The meteor shower wasn’t supposed to start until three o’clock, but I settled down on the deck anyway, hoping I might see a few lucky precursors while I was still awake. The sky had been gray and thick earlier, the overcast threatening no view of the stars, but miraculously it was clear now. The only cloud visible was a long gray shape on the horizon in the shape of a crocodile’s head. I smiled when I noticed the star winking through the black hole where a crocodile’s eye should be.

Tonight, the stars were not static and immovable; they were twinkling in full energy, and the verse from Psalms floated through my mind – the heavens declare the glory of God, and the firmament shows His handiwork.

“Declare,” I mused, cradling my hot cup of coffee – rapidly cooling down in the frigid air – between my hands. “Show.” They were active verbs, those words; anything but passive. Declare. Making a statement, a declaration – the verse implied that the stars themselves were unable to keep silent. The firmament can’t help but show God’s glory, show His loving craftsmanship.

As I sat outside with my head tilted back and my coffee already cold, my face began to numb and I realized I should probably head back inside. I had seen four shooting stars, but they were all seen from the corner of my eye, and by the time I searched for them, they were gone. The night was so beautiful that I wanted to swallow it and taste it and become it. I wish I was kidding for the sake of poetic license, but I’m not. The thought did cross my mind.

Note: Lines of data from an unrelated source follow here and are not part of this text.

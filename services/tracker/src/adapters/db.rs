//! services/tracker/src/adapters/db.rs
//!
//! This module contains the database adapter, which is the concrete implementation
//! of the `ProgressStore` port from the `core` crate. Each user's aggregate is
//! kept as one JSONB document in PostgreSQL and rewritten whole on every save.

use async_trait::async_trait;
use chrono::{DateTime, Utc};
use sqlx::postgres::PgPoolOptions;
use sqlx::types::Json;
use sqlx::{FromRow, PgPool};
use study_tracker_core::domain::UserProgress;
use study_tracker_core::ports::{PortError, PortResult, ProgressStore};
use tracing::debug;

//=========================================================================================
// The Main Adapter Struct
//=========================================================================================

/// A database adapter that implements the `ProgressStore` port.
#[derive(Clone)]
pub struct PgProgressStore {
    pool: PgPool,
}

impl PgProgressStore {
    /// Creates a new `PgProgressStore`.
    pub fn new(pool: PgPool) -> Self {
        Self { pool }
    }

    /// Opens a connection pool and wraps it.
    pub async fn connect(database_url: &str, max_connections: u32) -> Result<Self, sqlx::Error> {
        let pool = PgPoolOptions::new()
            .max_connections(max_connections)
            .connect(database_url)
            .await?;
        Ok(Self::new(pool))
    }

    /// A helper function to run database migrations at startup.
    pub async fn run_migrations(&self) -> Result<(), sqlx::migrate::MigrateError> {
        sqlx::migrate!("./migrations").run(&self.pool).await
    }
}

//=========================================================================================
// "Impure" Database Record Structs
//=========================================================================================

#[derive(FromRow)]
struct ProgressRecord {
    user_id: String,
    document: Json<UserProgress>,
    updated_at: DateTime<Utc>,
}

impl ProgressRecord {
    fn to_domain(self) -> PortResult<UserProgress> {
        let Json(progress) = self.document;
        if progress.user_id() != self.user_id {
            return Err(PortError::Unexpected(format!(
                "Document stored under {} belongs to {}",
                self.user_id,
                progress.user_id()
            )));
        }
        Ok(progress)
    }
}

//=========================================================================================
// `ProgressStore` Trait Implementation
//=========================================================================================

#[async_trait]
impl ProgressStore for PgProgressStore {
    async fn load(&self, user_id: &str) -> PortResult<Option<UserProgress>> {
        let record = sqlx::query_as::<_, ProgressRecord>(
            "SELECT user_id, document, updated_at FROM user_progress WHERE user_id = $1",
        )
        .bind(user_id)
        .fetch_optional(&self.pool)
        .await
        .map_err(|e| PortError::Unexpected(e.to_string()))?;

        record.map(ProgressRecord::to_domain).transpose()
    }

    async fn save(&self, progress: UserProgress) -> PortResult<UserProgress> {
        let record = sqlx::query_as::<_, ProgressRecord>(
            "INSERT INTO user_progress (user_id, document, updated_at) VALUES ($1, $2, NOW()) \
             ON CONFLICT (user_id) DO UPDATE SET document = EXCLUDED.document, updated_at = NOW() \
             RETURNING user_id, document, updated_at",
        )
        .bind(progress.user_id())
        .bind(Json(&progress))
        .fetch_one(&self.pool)
        .await
        .map_err(|e| PortError::Unexpected(e.to_string()))?;

        debug!(user_id = %record.user_id, updated_at = %record.updated_at, "Progress saved.");
        record.to_domain()
    }
}
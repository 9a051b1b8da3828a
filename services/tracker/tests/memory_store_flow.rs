use std::collections::HashMap;
use std::sync::{Arc, Mutex};

use chrono::{DateTime, Duration, Utc};
use study_tracker_core::{Clock, Grade, ProgressStore, ProgressionCoordinator};
use tracker_lib::{adapters::MemoryProgressStore, config::Config, error::TrackerError};

struct SteppingClock(Mutex<DateTime<Utc>>);

impl SteppingClock {
    fn advance(&self, by: Duration) {
        let mut now = self.0.lock().unwrap();
        *now = *now + by;
    }
}

impl Clock for SteppingClock {
    fn now(&self) -> DateTime<Utc> {
        *self.0.lock().unwrap()
    }
}

fn start_of_day() -> DateTime<Utc> {
    DateTime::parse_from_rfc3339("2024-10-07T07:30:00Z")
        .unwrap()
        .with_timezone(&Utc)
}

#[tokio::test]
async fn configured_rate_drives_the_ladders() -> Result<(), TrackerError> {
    let vars: HashMap<String, String> = [("POINTS_PER_BLOCK", "100"), ("BLOCK_MINUTES", "1")]
        .into_iter()
        .map(|(k, v)| (k.to_string(), v.to_string()))
        .collect();
    let config = Config::from_vars(vars)?;

    let store = Arc::new(MemoryProgressStore::new());
    let clock = Arc::new(SteppingClock(Mutex::new(start_of_day())));
    let coordinator =
        ProgressionCoordinator::new(store.clone(), clock.clone(), config.progression_settings()?);

    coordinator.register("u1", Some("Autumn")).await?;
    coordinator.start("u1", Some("Reading")).await?;
    clock.advance(Duration::minutes(8));
    let stopped = coordinator.stop("u1").await?;

    // 8 one-minute blocks at 100: level 2 costs 700, 100 left over.
    assert_eq!(stopped.recap.points_earned, 800);
    assert_eq!(stopped.recap.term_level, 2);
    assert_eq!(stopped.recap.term_xp, 100);

    let stored = store.load("u1").await?.unwrap();
    assert_eq!(stored, stopped.progress);
    Ok(())
}

#[tokio::test]
async fn engine_errors_convert_into_the_service_error() {
    let store = Arc::new(MemoryProgressStore::new());
    let clock = Arc::new(SteppingClock(Mutex::new(start_of_day())));
    let config = Config::from_vars(HashMap::new()).unwrap();
    let coordinator =
        ProgressionCoordinator::new(store, clock, config.progression_settings().unwrap());

    let err: TrackerError = coordinator.stop("ghost").await.unwrap_err().into();
    assert!(matches!(err, TrackerError::Progress(_)));
    assert!(err.to_string().contains("study tracker account"));
}

#[tokio::test]
async fn stats_report_renders_for_a_full_profile() -> Result<(), TrackerError> {
    let store = Arc::new(MemoryProgressStore::new());
    let clock = Arc::new(SteppingClock(Mutex::new(start_of_day())));
    let config = Config::from_vars(HashMap::new())?;
    let coordinator =
        ProgressionCoordinator::new(store.clone(), clock.clone(), config.progression_settings()?);

    coordinator.register("u2", Some("Spring")).await?;
    coordinator
        .add_term_course("u2", "Signals", "EE210", 3)
        .await?;
    coordinator
        .add_account_course("u2", "Calculus", "MA101", 4, Grade::AMinus)
        .await?;
    coordinator.start("u2", Some("EE210 - Fourier")).await?;
    clock.advance(Duration::minutes(50));
    coordinator.stop("u2").await?;

    let stats = coordinator.stats("u2").await?.recap;
    assert_eq!(stats.total_times_studied, 1);
    assert_eq!(stats.top_courses(3).len(), 1);
    assert_eq!(stats.gpa.gpa.to_string(), "3.700");

    let text = stats.to_string();
    assert!(text.contains("Term: Spring"));
    assert!(text.contains("GPA: 3.700"));
    assert!(store.load("u2").await?.is_some());
    Ok(())
}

Stars are one of my great loves. I can sit for hours and find it hard to go inside when the stars are out, when I can see stars beyond stars beyond stars and the vast, enormous beauty of it all leaves a lump in my throat. Every single time before this, if I haven’t seen a shooting star, I whisper a prayer. ‘Please let me see just one.’ And each time, before this, almost immediately after the last word leaves my mouth or my mind, a star streaks across the sky and fades.

But not tonight. My prayer – it feels like more of a shared secret with the Maker than anything else – is met by the cold twinkling of stars over my head, fixed in their places. Declaring. Showing.

It was odd. I couldn’t remember this happening before, not even once. It was a small thing, but it was a special thing. And I thought, but I had faith in this.

And then I thought, but that’s not faith. My view of faith was wrong, and I hadn’t even realized it fully until just now, sitting wrapped in the cosmos with a cup of cold coffee. Faith isn’t believing God will do something, I thought. It’s believing that whatever He chooses to do is the right thing.

I laughed a little at myself as I unfolded my legs and stood, still looking up, still hoping I might see a shooting star. It felt like a juvenile, obvious kind of ‘revelation’ to have in that moment, but Solomon wrote whole passages on dead vineyards, so I decided, why not this?

I plan to go back out tomorrow night and curl up with another cup of coffee, and wait. Maybe I’ll see falling stars, maybe I won’t, but I know what I will see, if the sky remains clear. I’ll see the stars declaring, and I’ll see them showing, because stars have the right idea.